* **TASK GOAL**: Restate, word for word, every line of the data.

[[ SOURCE MATERIAL, beginning ]]

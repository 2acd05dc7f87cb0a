#![allow(dead_code)]

pub mod fixtures;

use serde_json::json;
use sonata_core::models::{CreateStudyRequest, UploadRecord};
use sonata_core::{Config, ValidationMode};
use sonata_services::ServiceContext;
use std::time::Duration;

pub const STUDY_ID: &str = "ABC123";
pub const OTHER_STUDY_ID: &str = "XYZ234";
pub const ANALYSIS_TYPE: &str = "variantCall";

/// In-memory services with synchronous validation, two studies and one
/// registered analysis type.
pub async fn setup_test_context() -> ServiceContext {
    setup_with(Config::for_tests()).await
}

pub async fn setup_with(config: Config) -> ServiceContext {
    let ctx = ServiceContext::in_memory(config);
    for study_id in [STUDY_ID, OTHER_STUDY_ID] {
        let request: CreateStudyRequest =
            serde_json::from_value(json!({"studyId": study_id, "name": "Test study"}))
                .expect("valid study request");
        ctx.studies.create(request).await.expect("study created");
    }
    ctx.analysis_types
        .register(ANALYSIS_TYPE, fixtures::variant_call_schema())
        .await
        .expect("analysis type registered");
    ctx
}

pub fn async_config() -> Config {
    Config {
        validation_mode: ValidationMode::Async,
        ..Config::for_tests()
    }
}

/// Poll an upload until background validation has left the pending states.
pub async fn wait_for_verdict(ctx: &ServiceContext, upload_id: &str) -> UploadRecord {
    for _ in 0..200 {
        let record = ctx.uploads.read(upload_id).await.expect("upload exists");
        if !record.state.is_pending() {
            return record;
        }
        tokio::time::sleep(Duration::from_millis(10)).await;
    }
    panic!("upload {} was never validated", upload_id);
}

/// Ingest and save `payload`, returning the analysis id.
pub async fn submit_analysis(ctx: &ServiceContext, payload: &str) -> String {
    let ingested = ctx
        .uploads
        .ingest(STUDY_ID, payload)
        .await
        .expect("payload ingested");
    assert!(
        ingested.errors.is_empty(),
        "unexpected validation errors: {:?}",
        ingested.errors
    );
    ctx.uploads
        .save(STUDY_ID, &ingested.upload_id, false)
        .await
        .expect("upload saved")
        .analysis_id
}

[[ SOURCE MATERIAL, end ]]

* **ANSWER BOX**:
repository 2acd05dc7f87cb0a
#![allow(dead_code)]

pub mod fixtures;

use serde_json::json;
use sonata_core::models::{CreateStudyRequest, UploadRecord};
use sonata_core::{Config, ValidationMode};
use sonata_services::ServiceContext;
use std::time::Duration;

pub const STUDY_ID: &str = "ABC123";
pub const OTHER_STUDY_ID: &str = "XYZ234";
pub const ANALYSIS_TYPE: &str = "variantCall";

/// In-memory services with synchronous validation, two studies and one
/// registered analysis type.
pub async fn setup_test_context() -> ServiceContext {
    setup_with(Config::for_tests()).await
}

pub async fn setup_with(config: Config) -> ServiceContext {
    let ctx = ServiceContext::in_memory(config);
    for study_id in [STUDY_ID, OTHER_STUDY_ID] {
        let request: CreateStudyRequest =
            serde_json::from_value(json!({"studyId": study_id, "name": "Test study"}))
                .expect("valid study request");
        ctx.studies.create(request).await.expect("study created");
    }
    ctx.analysis_types
        .register(ANALYSIS_TYPE, fixtures::variant_call_schema())
        .await
        .expect("analysis type registered");
    ctx
}

pub fn async_config() -> Config {
    Config {
        validation_mode: ValidationMode::Async,
        ..Config::for_tests()
    }
}

/// Poll an upload until background validation has left the pending states.
pub async fn wait_for_verdict(ctx: &ServiceContext, upload_id: &str) -> UploadRecord {
    for _ in 0..200 {
        let record = ctx.uploads.read(upload_id).await.expect("upload exists");
        if !record.state.is_pending() {
            return record;
        }
        tokio::time::sleep(Duration::from_millis(10)).await;
    }
    panic!("upload {} was never validated", upload_id);
}

/// Ingest and save `payload`, returning the analysis id.
pub async fn submit_analysis(ctx: &ServiceContext, payload: &str) -> String {
    let ingested = ctx
        .uploads
        .ingest(STUDY_ID, payload)
        .await
        .expect("payload ingested");
    assert!(
        ingested.errors.is_empty(),
        "unexpected validation errors: {:?}",
        ingested.errors
    );
    ctx.uploads
        .save(STUDY_ID, &ingested.upload_id, false)
        .await
        .expect("upload saved")
        .analysis_id
}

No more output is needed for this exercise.